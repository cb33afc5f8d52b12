use crate::protocol::CompletionMarker;
use config::{Config, ConfigError, Environment, File};
use serde::{Deserialize, Serialize};
use std::env;

#[derive(Debug, Clone, Default, Serialize, Deserialize)]
pub struct Settings {
    #[serde(default)]
    pub connection: ConnectionConfig,
    #[serde(default)]
    pub session: SessionConfig,
    #[serde(default)]
    pub backend: BackendConfig,
    #[serde(default)]
    pub speech: SpeechConfig,
    #[serde(default)]
    pub logging: LoggingConfig,
}

#[derive(Debug, Clone, Serialize, Deserialize)]
pub struct ConnectionConfig {
    /// WebSocket endpoint of the session manager backend.
    pub endpoint: String,
    /// Reconnect budget. Once exhausted the session stays disconnected
    /// until `connect()` is called again.
    pub max_reconnect_attempts: u32,
    /// Base delay for the linear backoff: attempt n waits n * base.
    pub backoff_base_ms: u64,
}

impl Default for ConnectionConfig {
    fn default() -> Self {
        Self {
            endpoint: "ws://localhost:5000/api/query".to_string(),
            max_reconnect_attempts: 5,
            backoff_base_ms: 1000,
        }
    }
}

#[derive(Debug, Clone, Serialize, Deserialize)]
pub struct SessionConfig {
    /// User id attached to every outbound request.
    pub user_id: String,
    pub channel_buffer_size: usize,
    /// How long a one-shot callback registration may wait for a response.
    pub callback_timeout_ms: u64,
    /// Granularity of the callback expiry sweep.
    pub callback_sweep_ms: u64,
    /// Which answer field marks a response as final.
    pub completion_marker: CompletionMarker,
    /// Retry eligibility when an error payload carries no `retry` flag.
    pub retry_by_default: bool,
}

impl Default for SessionConfig {
    fn default() -> Self {
        Self {
            user_id: "anonymous".to_string(),
            channel_buffer_size: 64,
            callback_timeout_ms: 5000,
            callback_sweep_ms: 250,
            completion_marker: CompletionMarker::default(),
            retry_by_default: false,
        }
    }
}

#[derive(Debug, Clone, Serialize, Deserialize)]
pub struct BackendConfig {
    /// Base URL of the auxiliary HTTP API (user profiles, chat sessions).
    pub base_url: String,
}

impl Default for BackendConfig {
    fn default() -> Self {
        Self {
            base_url: "http://localhost:5000".to_string(),
        }
    }
}

#[derive(Debug, Clone, Serialize, Deserialize)]
pub struct SpeechConfig {
    /// Base URL of the speech token endpoint.
    pub token_endpoint: String,
    /// Token lifetime as issued by the service. Tokens are refreshed a
    /// minute before this elapses.
    pub token_ttl_secs: u64,
    pub queue_buffer_size: usize,
}

impl Default for SpeechConfig {
    fn default() -> Self {
        Self {
            token_endpoint: "http://localhost:5000".to_string(),
            token_ttl_secs: 480,
            queue_buffer_size: 32,
        }
    }
}

#[derive(Debug, Clone, Serialize, Deserialize)]
pub struct LoggingConfig {
    pub level: String,
}

impl Default for LoggingConfig {
    fn default() -> Self {
        Self {
            level: "info".to_string(),
        }
    }
}

impl Settings {
    /// Layered load: optional `config/{CONFIG_ENV}` file, then `APP__`
    /// prefixed environment variables. Every field has a default, so an
    /// empty environment yields a working configuration.
    pub fn new() -> Result<Self, ConfigError> {
        let config_env = env::var("CONFIG_ENV").unwrap_or_else(|_| "default".to_string());

        let config = Config::builder()
            .add_source(File::with_name(&format!("config/{}", config_env)).required(false))
            .add_source(Environment::with_prefix("APP").separator("__"))
            .build()?;

        config.try_deserialize()
    }
}

#[cfg(test)]
mod tests {
    use super::*;

    #[test]
    fn test_defaults_are_usable() {
        let settings = Settings::default();
        assert_eq!(settings.connection.max_reconnect_attempts, 5);
        assert_eq!(settings.session.user_id, "anonymous");
        assert_eq!(
            settings.session.completion_marker,
            CompletionMarker::IsFinalFlag
        );
        assert!(!settings.session.retry_by_default);
    }

    #[test]
    fn test_completion_marker_from_config_string() {
        let marker: CompletionMarker = serde_json::from_str("\"data_points\"").unwrap();
        assert_eq!(marker, CompletionMarker::DataPoints);
    }
}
....................
Please reproduce the lines from the line with "pub fn new()" to the line with "let config = Config::builder()", both ends included, exactly as they appear above.

> _WRITTEN RESPONSE_:
    pub fn new() -> Result<Self, ConfigError> {
        let config_env = env::var("CONFIG_ENV").unwrap_or_else(|_| "default".to_string());

        let config = Config::builder()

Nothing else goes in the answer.